Information shown: Begin
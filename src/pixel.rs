//! Pixel buffers in canonical channel order.
//!
//! Uses `imgref` for 2D sample storage: a row of `width` pixels is stored as
//! `width * channels` bytes, so strides and sub-images are in bytes.
//!
//! Every 3- and 4-channel buffer handed out by the decoder, and expected by
//! the encoder, stores channels as B, G, R(, A). Codecs speak R, G, B(, A);
//! [`crate::normalize`] is the only place that moves between the two.

use std::borrow::Cow;

pub use imgref::{ImgRef, ImgVec};

use crate::CodecError;

/// Channel count of an 8-bit pixel buffer.
#[derive(Clone, Copy, Debug, PartialEq, Eq, Hash)]
#[repr(u8)]
pub enum Channels {
    /// One luma channel.
    Gray = 1,
    /// Blue, green, red.
    Bgr = 3,
    /// Blue, green, red, alpha.
    Bgra = 4,
}

impl Channels {
    /// Map a raw channel count; anything other than 1, 3, or 4 is rejected.
    pub fn from_count(count: usize) -> Result<Self, CodecError> {
        match count {
            1 => Ok(Channels::Gray),
            3 => Ok(Channels::Bgr),
            4 => Ok(Channels::Bgra),
            other => Err(CodecError::UnsupportedChannels(other)),
        }
    }

    /// Number of bytes per pixel.
    pub fn count(self) -> usize {
        self as usize
    }

    pub fn has_alpha(self) -> bool {
        matches!(self, Channels::Bgra)
    }
}

fn check_dimensions(width: u32, height: u32) -> Result<(), CodecError> {
    if width == 0 || height == 0 {
        return Err(CodecError::InvalidInput(format!(
            "zero-sized image {width}x{height}"
        )));
    }
    Ok(())
}

fn row_bytes(width: u32, channels: Channels) -> Result<usize, CodecError> {
    (width as usize)
        .checked_mul(channels.count())
        .ok_or_else(|| CodecError::LimitExceeded("row size overflows usize".into()))
}

fn total_bytes(width: u32, height: u32, channels: Channels) -> Result<usize, CodecError> {
    row_bytes(width, channels)?
        .checked_mul(height as usize)
        .ok_or_else(|| CodecError::LimitExceeded("image size overflows usize".into()))
}

/// Owned, contiguous, row-major 8-bit pixel buffer.
#[derive(Clone, Debug)]
pub struct PixelBuffer {
    img: ImgVec<u8>,
    channels: Channels,
}

impl PixelBuffer {
    /// Allocate a zero-filled buffer.
    pub fn new(width: u32, height: u32, channels: Channels) -> Result<Self, CodecError> {
        check_dimensions(width, height)?;
        let len = total_bytes(width, height, channels)?;
        Self::from_vec(width, height, channels, vec![0u8; len])
    }

    /// Wrap existing bytes, which must hold exactly `width * height * channels`.
    pub fn from_vec(
        width: u32,
        height: u32,
        channels: Channels,
        data: Vec<u8>,
    ) -> Result<Self, CodecError> {
        check_dimensions(width, height)?;
        let expected = total_bytes(width, height, channels)?;
        if data.len() != expected {
            return Err(CodecError::InvalidInput(format!(
                "expected {expected} bytes for {width}x{height}x{}, got {}",
                channels.count(),
                data.len()
            )));
        }
        let row = row_bytes(width, channels)?;
        Ok(Self {
            img: ImgVec::new(data, row, height as usize),
            channels,
        })
    }

    /// Like [`from_vec`](Self::from_vec) but with an unchecked raw channel count.
    pub fn from_raw(
        width: u32,
        height: u32,
        channels: usize,
        data: Vec<u8>,
    ) -> Result<Self, CodecError> {
        Self::from_vec(width, height, Channels::from_count(channels)?, data)
    }

    pub fn width(&self) -> u32 {
        (self.img.width() / self.channels.count()) as u32
    }

    pub fn height(&self) -> u32 {
        self.img.height() as u32
    }

    pub fn channels(&self) -> Channels {
        self.channels
    }

    /// All samples, row-major, no padding.
    pub fn data(&self) -> &[u8] {
        self.img.buf()
    }

    pub fn data_mut(&mut self) -> &mut [u8] {
        self.img.buf_mut()
    }

    pub fn into_vec(self) -> Vec<u8> {
        self.img.into_buf()
    }

    /// Bytes of row `y`.
    ///
    /// # Panics
    ///
    /// Panics if `y >= height`.
    pub fn row(&self, y: u32) -> &[u8] {
        let row = self.img.width();
        &self.data()[y as usize * row..][..row]
    }

    /// Bytes of the pixel at `(x, y)`.
    ///
    /// # Panics
    ///
    /// Panics if `x >= width` or `y >= height`. See [`get_pixel`](Self::get_pixel).
    pub fn pixel(&self, x: u32, y: u32) -> &[u8] {
        let c = self.channels.count();
        &self.row(y)[x as usize * c..][..c]
    }

    /// Bytes of the pixel at `(x, y)`, or `None` outside the image.
    pub fn get_pixel(&self, x: u32, y: u32) -> Option<&[u8]> {
        (x < self.width() && y < self.height()).then(|| self.pixel(x, y))
    }

    /// Borrow the whole buffer as a view.
    pub fn as_view(&self) -> PixelView<'_> {
        PixelView {
            img: self.img.as_ref(),
            channels: self.channels,
        }
    }

    /// Borrow a rectangular region. The view is strided unless it spans full rows.
    pub fn view(&self, x: u32, y: u32, width: u32, height: u32) -> Result<PixelView<'_>, CodecError> {
        check_dimensions(width, height)?;
        let fits_x = x.checked_add(width).is_some_and(|r| r <= self.width());
        let fits_y = y.checked_add(height).is_some_and(|b| b <= self.height());
        if !fits_x || !fits_y {
            return Err(CodecError::InvalidInput(format!(
                "region {width}x{height}+{x}+{y} outside {}x{}",
                self.width(),
                self.height()
            )));
        }
        let c = self.channels.count();
        let sub = self.img.as_ref().sub_image(
            x as usize * c,
            y as usize,
            width as usize * c,
            height as usize,
        );
        Ok(PixelView {
            img: sub,
            channels: self.channels,
        })
    }

    /// Build from samples whose length the caller has already established.
    pub(crate) fn from_packed(width: u32, height: u32, channels: Channels, data: Vec<u8>) -> Self {
        debug_assert_eq!(
            data.len(),
            width as usize * height as usize * channels.count()
        );
        Self {
            img: ImgVec::new(data, width as usize * channels.count(), height as usize),
            channels,
        }
    }

    pub(crate) fn img_mut(&mut self) -> &mut ImgVec<u8> {
        &mut self.img
    }
}

impl PartialEq for PixelBuffer {
    fn eq(&self, other: &Self) -> bool {
        self.channels == other.channels
            && self.width() == other.width()
            && self.height() == other.height()
            && self.data() == other.data()
    }
}

impl Eq for PixelBuffer {}

impl<'a> From<&'a PixelBuffer> for PixelView<'a> {
    fn from(buffer: &'a PixelBuffer) -> Self {
        buffer.as_view()
    }
}

/// Borrowed, possibly strided view of 8-bit pixels in canonical order.
#[derive(Clone, Copy, Debug)]
pub struct PixelView<'a> {
    img: ImgRef<'a, u8>,
    channels: Channels,
}

impl<'a> PixelView<'a> {
    /// View contiguous row-major bytes.
    pub fn from_slice(
        data: &'a [u8],
        width: u32,
        height: u32,
        channels: Channels,
    ) -> Result<Self, CodecError> {
        let stride = row_bytes(width, channels)?;
        Self::from_strided(data, width, height, stride, channels)
    }

    /// View rows that are `stride` bytes apart.
    pub fn from_strided(
        data: &'a [u8],
        width: u32,
        height: u32,
        stride: usize,
        channels: Channels,
    ) -> Result<Self, CodecError> {
        check_dimensions(width, height)?;
        let row = row_bytes(width, channels)?;
        if stride < row {
            return Err(CodecError::InvalidInput(format!(
                "stride {stride} shorter than row of {row} bytes"
            )));
        }
        let needed = stride
            .checked_mul(height as usize - 1)
            .and_then(|n| n.checked_add(row))
            .ok_or_else(|| CodecError::LimitExceeded("image size overflows usize".into()))?;
        if data.len() < needed {
            return Err(CodecError::InvalidInput(format!(
                "need {needed} bytes, got {}",
                data.len()
            )));
        }
        Ok(Self {
            img: ImgRef::new_stride(&data[..needed], row, height as usize, stride),
            channels,
        })
    }

    pub fn width(&self) -> u32 {
        (self.img.width() / self.channels.count()) as u32
    }

    pub fn height(&self) -> u32 {
        self.img.height() as u32
    }

    pub fn channels(&self) -> Channels {
        self.channels
    }

    /// Distance between row starts, in bytes.
    pub fn stride(&self) -> usize {
        self.img.stride()
    }

    /// Whether rows are packed back to back.
    pub fn is_contiguous(&self) -> bool {
        self.img.height() <= 1 || self.img.stride() == self.img.width()
    }

    /// Iterate rows of `width * channels` bytes.
    pub fn rows(&self) -> impl Iterator<Item = &[u8]> + '_ {
        self.img.rows()
    }

    /// Packed bytes: borrowed when already contiguous, copied otherwise.
    pub fn to_contiguous(&self) -> Cow<'a, [u8]> {
        let (buf, _, _) = self.img.to_contiguous_buf();
        buf
    }

    /// Copy into an owned buffer.
    pub fn to_buffer(&self) -> PixelBuffer {
        let data = self.to_contiguous().into_owned();
        PixelBuffer {
            img: ImgVec::new(data, self.img.width(), self.img.height()),
            channels: self.channels,
        }
    }
}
Information shown: End
[What to do]
Using the entries above, return each line in which the word "outside" occurs.

[Result for this task]
    /// Bytes of the pixel at `(x, y)`, or `None` outside the image.
                "region {width}x{height}+{x}+{y} outside {}x{}",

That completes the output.